WHAT IS EXPECTED: Scan the entries below for the string "debug" and copy every line where it turns up.

****************

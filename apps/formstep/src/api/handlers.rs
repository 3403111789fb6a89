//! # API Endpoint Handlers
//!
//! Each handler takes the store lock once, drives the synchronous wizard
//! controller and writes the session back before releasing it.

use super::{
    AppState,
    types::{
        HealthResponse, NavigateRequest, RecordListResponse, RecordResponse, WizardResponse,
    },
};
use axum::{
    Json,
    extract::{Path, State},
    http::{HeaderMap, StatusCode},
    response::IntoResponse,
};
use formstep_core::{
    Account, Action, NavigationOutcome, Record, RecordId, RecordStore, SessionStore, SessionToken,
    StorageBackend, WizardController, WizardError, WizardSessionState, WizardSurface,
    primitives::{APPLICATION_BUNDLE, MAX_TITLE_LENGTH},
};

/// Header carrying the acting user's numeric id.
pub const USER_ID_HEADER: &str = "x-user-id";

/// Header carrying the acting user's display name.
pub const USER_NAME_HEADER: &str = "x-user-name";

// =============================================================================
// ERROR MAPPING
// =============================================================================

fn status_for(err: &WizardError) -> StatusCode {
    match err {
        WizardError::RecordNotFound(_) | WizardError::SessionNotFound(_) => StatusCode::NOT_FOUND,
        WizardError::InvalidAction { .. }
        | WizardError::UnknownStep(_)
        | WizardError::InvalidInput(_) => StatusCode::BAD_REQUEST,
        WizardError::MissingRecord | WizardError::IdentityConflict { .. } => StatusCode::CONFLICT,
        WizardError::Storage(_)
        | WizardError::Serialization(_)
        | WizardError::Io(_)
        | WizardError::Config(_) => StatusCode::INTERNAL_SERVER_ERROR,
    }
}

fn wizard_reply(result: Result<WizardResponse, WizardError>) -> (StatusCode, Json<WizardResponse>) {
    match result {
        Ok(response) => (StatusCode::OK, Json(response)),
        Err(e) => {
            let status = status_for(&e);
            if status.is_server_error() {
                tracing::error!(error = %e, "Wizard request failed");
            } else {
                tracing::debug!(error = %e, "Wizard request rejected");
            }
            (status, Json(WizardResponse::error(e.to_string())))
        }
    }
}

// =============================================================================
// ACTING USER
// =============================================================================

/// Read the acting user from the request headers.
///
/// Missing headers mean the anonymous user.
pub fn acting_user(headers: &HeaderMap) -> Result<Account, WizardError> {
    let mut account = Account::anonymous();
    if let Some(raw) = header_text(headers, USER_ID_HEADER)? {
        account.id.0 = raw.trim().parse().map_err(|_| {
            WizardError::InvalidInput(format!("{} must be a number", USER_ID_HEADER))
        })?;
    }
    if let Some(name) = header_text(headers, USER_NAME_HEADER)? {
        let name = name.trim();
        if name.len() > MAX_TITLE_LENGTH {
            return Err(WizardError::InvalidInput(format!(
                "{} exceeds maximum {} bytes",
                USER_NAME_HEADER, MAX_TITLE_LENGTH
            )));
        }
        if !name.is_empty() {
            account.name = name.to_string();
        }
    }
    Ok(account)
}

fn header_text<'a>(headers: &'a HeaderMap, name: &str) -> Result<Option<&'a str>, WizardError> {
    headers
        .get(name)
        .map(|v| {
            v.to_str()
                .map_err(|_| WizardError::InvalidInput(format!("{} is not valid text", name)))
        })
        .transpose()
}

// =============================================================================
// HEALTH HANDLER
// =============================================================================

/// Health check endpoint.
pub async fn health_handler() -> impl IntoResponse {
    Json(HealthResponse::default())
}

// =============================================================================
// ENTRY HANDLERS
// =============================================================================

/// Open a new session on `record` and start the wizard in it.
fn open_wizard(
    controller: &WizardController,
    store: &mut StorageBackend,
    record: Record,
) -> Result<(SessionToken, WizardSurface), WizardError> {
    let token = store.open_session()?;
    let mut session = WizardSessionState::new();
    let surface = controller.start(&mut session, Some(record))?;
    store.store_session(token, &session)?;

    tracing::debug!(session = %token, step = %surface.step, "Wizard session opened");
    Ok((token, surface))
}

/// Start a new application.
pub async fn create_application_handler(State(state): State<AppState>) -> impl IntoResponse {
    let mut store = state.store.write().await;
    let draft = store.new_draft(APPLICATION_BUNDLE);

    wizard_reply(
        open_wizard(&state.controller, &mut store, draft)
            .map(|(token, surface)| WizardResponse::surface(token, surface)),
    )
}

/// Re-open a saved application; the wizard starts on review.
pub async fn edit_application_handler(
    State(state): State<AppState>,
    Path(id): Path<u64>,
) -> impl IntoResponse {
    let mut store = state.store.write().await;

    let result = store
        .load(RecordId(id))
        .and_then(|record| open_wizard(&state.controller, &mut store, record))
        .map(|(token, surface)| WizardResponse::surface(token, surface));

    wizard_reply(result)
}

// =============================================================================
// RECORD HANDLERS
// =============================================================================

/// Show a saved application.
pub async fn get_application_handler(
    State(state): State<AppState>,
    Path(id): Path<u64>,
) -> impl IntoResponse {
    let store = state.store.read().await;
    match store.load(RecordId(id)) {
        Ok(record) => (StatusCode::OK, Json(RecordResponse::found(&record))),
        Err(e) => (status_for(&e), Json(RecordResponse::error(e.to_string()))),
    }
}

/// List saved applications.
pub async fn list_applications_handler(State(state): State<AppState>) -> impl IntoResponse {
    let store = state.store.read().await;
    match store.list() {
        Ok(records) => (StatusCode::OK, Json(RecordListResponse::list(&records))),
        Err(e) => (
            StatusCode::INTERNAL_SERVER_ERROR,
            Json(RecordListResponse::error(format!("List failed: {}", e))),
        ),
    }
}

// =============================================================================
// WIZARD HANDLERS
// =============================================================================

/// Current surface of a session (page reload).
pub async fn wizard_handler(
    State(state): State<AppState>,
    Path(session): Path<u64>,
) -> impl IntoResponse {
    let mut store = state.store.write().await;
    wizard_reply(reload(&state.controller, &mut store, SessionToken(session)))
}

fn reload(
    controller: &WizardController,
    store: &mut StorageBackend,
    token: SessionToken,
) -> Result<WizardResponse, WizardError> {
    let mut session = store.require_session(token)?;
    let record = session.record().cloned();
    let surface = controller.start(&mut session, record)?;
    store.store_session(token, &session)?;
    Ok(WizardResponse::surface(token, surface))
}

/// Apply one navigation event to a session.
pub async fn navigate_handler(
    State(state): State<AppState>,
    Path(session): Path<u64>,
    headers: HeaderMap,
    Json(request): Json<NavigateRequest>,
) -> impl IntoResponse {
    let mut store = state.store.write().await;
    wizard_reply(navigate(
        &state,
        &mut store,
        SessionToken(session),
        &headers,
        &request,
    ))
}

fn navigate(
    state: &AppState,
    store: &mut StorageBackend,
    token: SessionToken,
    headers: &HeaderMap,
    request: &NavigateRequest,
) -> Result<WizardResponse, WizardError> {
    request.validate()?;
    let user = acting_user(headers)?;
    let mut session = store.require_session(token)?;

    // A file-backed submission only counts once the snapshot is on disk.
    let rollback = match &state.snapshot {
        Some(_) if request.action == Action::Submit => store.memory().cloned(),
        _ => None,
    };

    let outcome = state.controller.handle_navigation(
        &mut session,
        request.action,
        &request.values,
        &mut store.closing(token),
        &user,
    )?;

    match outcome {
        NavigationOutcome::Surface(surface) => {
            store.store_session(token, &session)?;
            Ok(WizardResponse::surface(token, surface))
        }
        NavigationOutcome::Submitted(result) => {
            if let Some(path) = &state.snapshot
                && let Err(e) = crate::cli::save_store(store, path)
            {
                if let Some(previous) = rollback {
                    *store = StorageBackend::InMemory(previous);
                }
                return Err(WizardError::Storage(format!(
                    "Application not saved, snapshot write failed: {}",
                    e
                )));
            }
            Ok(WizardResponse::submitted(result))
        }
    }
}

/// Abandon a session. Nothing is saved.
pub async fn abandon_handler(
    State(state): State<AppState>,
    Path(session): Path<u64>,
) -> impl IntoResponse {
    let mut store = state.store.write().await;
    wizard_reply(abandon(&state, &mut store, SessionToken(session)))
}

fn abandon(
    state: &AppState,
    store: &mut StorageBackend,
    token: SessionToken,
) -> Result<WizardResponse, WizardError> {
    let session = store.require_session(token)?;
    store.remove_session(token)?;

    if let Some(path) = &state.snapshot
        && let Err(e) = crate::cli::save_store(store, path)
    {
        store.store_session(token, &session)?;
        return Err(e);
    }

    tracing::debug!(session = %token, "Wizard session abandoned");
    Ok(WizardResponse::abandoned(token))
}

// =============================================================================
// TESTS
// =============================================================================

****************

RESULT OF THIS TASK:
                tracing::debug!(error = %e, "Wizard request rejected");
    tracing::debug!(session = %token, step = %surface.step, "Wizard session opened");
    tracing::debug!(session = %token, "Wizard session abandoned");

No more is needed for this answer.